Technical support phone handling best practices

Technical support phone handling best practices

Table of Contents

Technical support phone calls with customers can be very challenging, but there are a few best practices that you can follow to make sure you and your customer have a great experience.

You are the technical support expert and the leader

Customers, especially technical ones tend to lead the conversation and the troubleshooting into one direction, but they called you for a reason.  You are the product / hardware expert, lead the call, lead with confidence and never guess to what the problem is until you can prove it.  Asking questions and digging deeper into the issue is not inappropriate.

Set expectations

If you need to follow up with a customer, ensure that you let them know what to expect.  Customers don’t mind if the issue will take some time to research so long as they know what to expect.  Set specific times that they will hear from you, and follow through with those expectations.

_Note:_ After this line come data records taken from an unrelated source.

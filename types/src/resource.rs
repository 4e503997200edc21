//! Tri-state outcome of a data-layer operation.
//!
//! A [`Resource`] is either a value, a [`Failure`] carrying a diagnostic, or
//! [`Resource::Pending`] while the operation is still running. Failures are
//! plain data: [`Resource::map`] and [`combine`] forward them untouched, and
//! the only way back into `?`-style propagation is [`Resource::into_result`].

use std::error::Error as StdError;
use std::fmt;
use std::sync::Arc;

use thiserror::Error;

use crate::ErrorCode;

/// Opaque underlying error attached to a [`Failure`].
///
/// Shared so that a `Failure` stays `Clone` and can cross task boundaries.
pub type Cause = Arc<dyn StdError + Send + Sync + 'static>;

/// Diagnostic payload of [`Resource::Failure`].
#[derive(Debug, Clone)]
pub struct Failure {
    message: String,
    cause: Option<Cause>,
    code: ErrorCode,
}

impl Failure {
    /// A failure with the given message, no cause and [`ErrorCode::Unknown`].
    ///
    /// The message is taken as-is; an empty string is accepted.
    pub fn new(message: impl Into<String>) -> Self {
        Self {
            message: message.into(),
            cause: None,
            code: ErrorCode::Unknown,
        }
    }

    /// Wrap an error, using its `Display` output as the message.
    pub fn from_error<E>(err: E) -> Self
    where
        E: StdError + Send + Sync + 'static,
    {
        Self {
            message: err.to_string(),
            cause: Some(Arc::new(err)),
            code: ErrorCode::Unknown,
        }
    }

    #[must_use]
    pub fn with_code(mut self, code: ErrorCode) -> Self {
        self.code = code;
        self
    }

    #[must_use]
    pub fn with_cause<E>(mut self, cause: E) -> Self
    where
        E: StdError + Send + Sync + 'static,
    {
        self.cause = Some(Arc::new(cause));
        self
    }

    #[must_use]
    pub fn with_shared_cause(mut self, cause: Cause) -> Self {
        self.cause = Some(cause);
        self
    }

    #[must_use]
    pub fn message(&self) -> &str {
        &self.message
    }

    #[must_use]
    pub fn cause(&self) -> Option<&Cause> {
        self.cause.as_ref()
    }

    #[must_use]
    pub const fn code(&self) -> ErrorCode {
        self.code
    }

    /// Convert into the error returned by [`Resource::into_result`].
    #[must_use]
    pub fn into_error(self) -> ResourceError {
        ResourceError::Failed {
            message: self.message,
            code: self.code,
            cause: self.cause,
        }
    }
}

impl PartialEq for Failure {
    fn eq(&self, other: &Self) -> bool {
        let same_cause = match (&self.cause, &other.cause) {
            (None, None) => true,
            (Some(a), Some(b)) => Arc::ptr_eq(a, b),
            _ => false,
        };
        self.message == other.message && self.code == other.code && same_cause
    }
}

impl Eq for Failure {}

impl fmt::Display for Failure {
    fn fmt(&self, f: &mut fmt::Formatter<'_>) -> fmt::Result {
        write!(f, "[{}] {}", self.code, self.message)
    }
}

/// Error produced when a non-success [`Resource`] is forced into a `Result`.
#[derive(Debug, Clone, Error)]
pub enum ResourceError {
    /// The resource was a [`Failure`]; message, code and cause are preserved.
    #[error("{message}")]
    Failed {
        message: String,
        code: ErrorCode,
        #[source]
        cause: Option<Cause>,
    },
    /// The resource was still [`Resource::Pending`].
    #[error("operation has not completed yet")]
    NotCompleted,
}

impl ResourceError {
    /// Classification of the original failure, `None` for [`ResourceError::NotCompleted`].
    #[must_use]
    pub const fn code(&self) -> Option<ErrorCode> {
        match self {
            ResourceError::Failed { code, .. } => Some(*code),
            ResourceError::NotCompleted => None,
        }
    }

    #[must_use]
    pub const fn is_not_completed(&self) -> bool {
        matches!(self, ResourceError::NotCompleted)
    }
}

impl From<Failure> for ResourceError {
    fn from(failure: Failure) -> Self {
        failure.into_error()
    }
}

/// Outcome of an operation: succeeded, failed, or not finished yet.
#[derive(Debug, Clone, PartialEq, Eq)]
#[must_use = "a Resource may hold a Failure that should be handled"]
pub enum Resource<T> {
    Success(T),
    Failure(Failure),
    Pending,
}

impl<T> Resource<T> {
    pub const fn success(value: T) -> Self {
        Resource::Success(value)
    }

    /// Failure with [`ErrorCode::Unknown`] and no cause.
    pub fn error(message: impl Into<String>) -> Self {
        Resource::Failure(Failure::new(message))
    }

    pub fn error_with(message: impl Into<String>, cause: Option<Cause>, code: ErrorCode) -> Self {
        let failure = Failure::new(message).with_code(code);
        Resource::Failure(match cause {
            Some(cause) => failure.with_shared_cause(cause),
            None => failure,
        })
    }

    pub const fn pending() -> Self {
        Resource::Pending
    }

    /// Wrap a std `Result`, classifying any error as [`ErrorCode::Unknown`].
    pub fn from_result<E>(result: Result<T, E>) -> Self
    where
        E: StdError + Send + Sync + 'static,
    {
        Self::from_result_with_code(result, ErrorCode::Unknown)
    }

    pub fn from_result_with_code<E>(result: Result<T, E>, code: ErrorCode) -> Self
    where
        E: StdError + Send + Sync + 'static,
    {
        match result {
            Ok(value) => Resource::Success(value),
            Err(err) => Resource::Failure(Failure::from_error(err).with_code(code)),
        }
    }

    #[must_use]
    pub const fn is_success(&self) -> bool {
        matches!(self, Resource::Success(_))
    }

    #[must_use]
    pub const fn is_failure(&self) -> bool {
        matches!(self, Resource::Failure(_))
    }

    #[must_use]
    pub const fn is_pending(&self) -> bool {
        matches!(self, Resource::Pending)
    }

    /// The payload if successful, otherwise `None`.
    #[must_use]
    pub fn value(self) -> Option<T> {
        match self {
            Resource::Success(value) => Some(value),
            Resource::Failure(_) | Resource::Pending => None,
        }
    }

    #[must_use]
    pub const fn value_ref(&self) -> Option<&T> {
        match self {
            Resource::Success(value) => Some(value),
            Resource::Failure(_) | Resource::Pending => None,
        }
    }

    pub fn value_or(self, fallback: T) -> T {
        match self {
            Resource::Success(value) => value,
            Resource::Failure(_) | Resource::Pending => fallback,
        }
    }

    pub fn value_or_else(self, fallback: impl FnOnce() -> T) -> T {
        match self {
            Resource::Success(value) => value,
            Resource::Failure(_) | Resource::Pending => fallback(),
        }
    }

    #[must_use]
    pub const fn failure(&self) -> Option<&Failure> {
        match self {
            Resource::Failure(failure) => Some(failure),
            Resource::Success(_) | Resource::Pending => None,
        }
    }

    /// Leave the tri-state model for `?`-based propagation.
    ///
    /// This is the only conversion that turns a failure into an `Err`.
    /// A pending resource yields [`ResourceError::NotCompleted`], which is
    /// distinct from any converted [`Failure`].
    pub fn into_result(self) -> Result<T, ResourceError> {
        match self {
            Resource::Success(value) => Ok(value),
            Resource::Failure(failure) => Err(failure.into_error()),
            Resource::Pending => Err(ResourceError::NotCompleted),
        }
    }

    /// Transform the payload. Failure and Pending pass through and `transform`
    /// is not called.
    pub fn map<U>(self, transform: impl FnOnce(T) -> U) -> Resource<U> {
        match self {
            Resource::Success(value) => Resource::Success(transform(value)),
            Resource::Failure(failure) => Resource::Failure(failure),
            Resource::Pending => Resource::Pending,
        }
    }

    /// Consume the resource by calling exactly one of the handlers.
    pub fn fold<R>(
        self,
        on_success: impl FnOnce(T) -> R,
        on_failure: impl FnOnce(Failure) -> R,
        on_pending: impl FnOnce() -> R,
    ) -> R {
        match self {
            Resource::Success(value) => on_success(value),
            Resource::Failure(failure) => on_failure(failure),
            Resource::Pending => on_pending(),
        }
    }

    pub fn on_success(self, action: impl FnOnce(&T)) -> Self {
        if let Resource::Success(value) = &self {
            action(value);
        }
        self
    }

    pub fn on_failure(self, action: impl FnOnce(&Failure)) -> Self {
        if let Resource::Failure(failure) = &self {
            action(failure);
        }
        self
    }

    /// Method form of [`combine`].
    pub fn zip_with<U, R>(
        self,
        other: Resource<U>,
        transform: impl FnOnce(T, U) -> R,
    ) -> Resource<R> {
        combine(self, other, transform)
    }
}

impl<T, E> From<Result<T, E>> for Resource<T>
where
    E: StdError + Send + Sync + 'static,
{
    fn from(result: Result<T, E>) -> Self {
        Resource::from_result(result)
    }
}

impl<T> From<Failure> for Resource<T> {
    fn from(failure: Failure) -> Self {
        Resource::Failure(failure)
    }
}

/// Merge two independent outcomes.
///
/// Precedence is Failure, then Pending, then Success. When both sides failed
/// the first one is returned.
pub fn combine<A, B, R>(
    first: Resource<A>,
    second: Resource<B>,
    transform: impl FnOnce(A, B) -> R,
) -> Resource<R> {
    match (first, second) {
        (Resource::Failure(failure), _) | (_, Resource::Failure(failure)) => {
            Resource::Failure(failure)
        }
        (Resource::Pending, _) | (_, Resource::Pending) => Resource::Pending,
        (Resource::Success(a), Resource::Success(b)) => Resource::Success(transform(a, b)),
    }
}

Don’t stay on the technical support call to troubleshoot

I love chatting with customers and lots of my customers love to chat but typically customers don’t like getting off the phone until the problem is solved. In most cases however staying on the phone is detrimental to troubleshooting the problem well since there is a time limit and pressure to solve the issue. Technical support phone calls are information gathering sessions and should be used as a tool to troubleshoot and not used to solve the issue (unless you can).  

Remote sessions are a last resort

I find remote sessions / taking control of the customers systems is an amazing tool but should be used as a last resort or used only for critical issues.  There are so many instances where I’ve seen agents do more harm than good. Remote sessions take time to do, are a liability, and you also train your customer that every time they call in someone will remote in and solve their issues for them when it might not be your issue.  Troubleshoot the behavior first, know the issue, and if necessary remote in once confirmed and resolve it.

Follow up with an email

Phone calls are great, but being on the phone takes time and has a funny way of making you jump to conclusions sometimes making you say something you are not 100% with.  Follow up a phone call with an email, send the customer what happened on that phone call, write down your thoughts and finding and describe them in detail to the customer.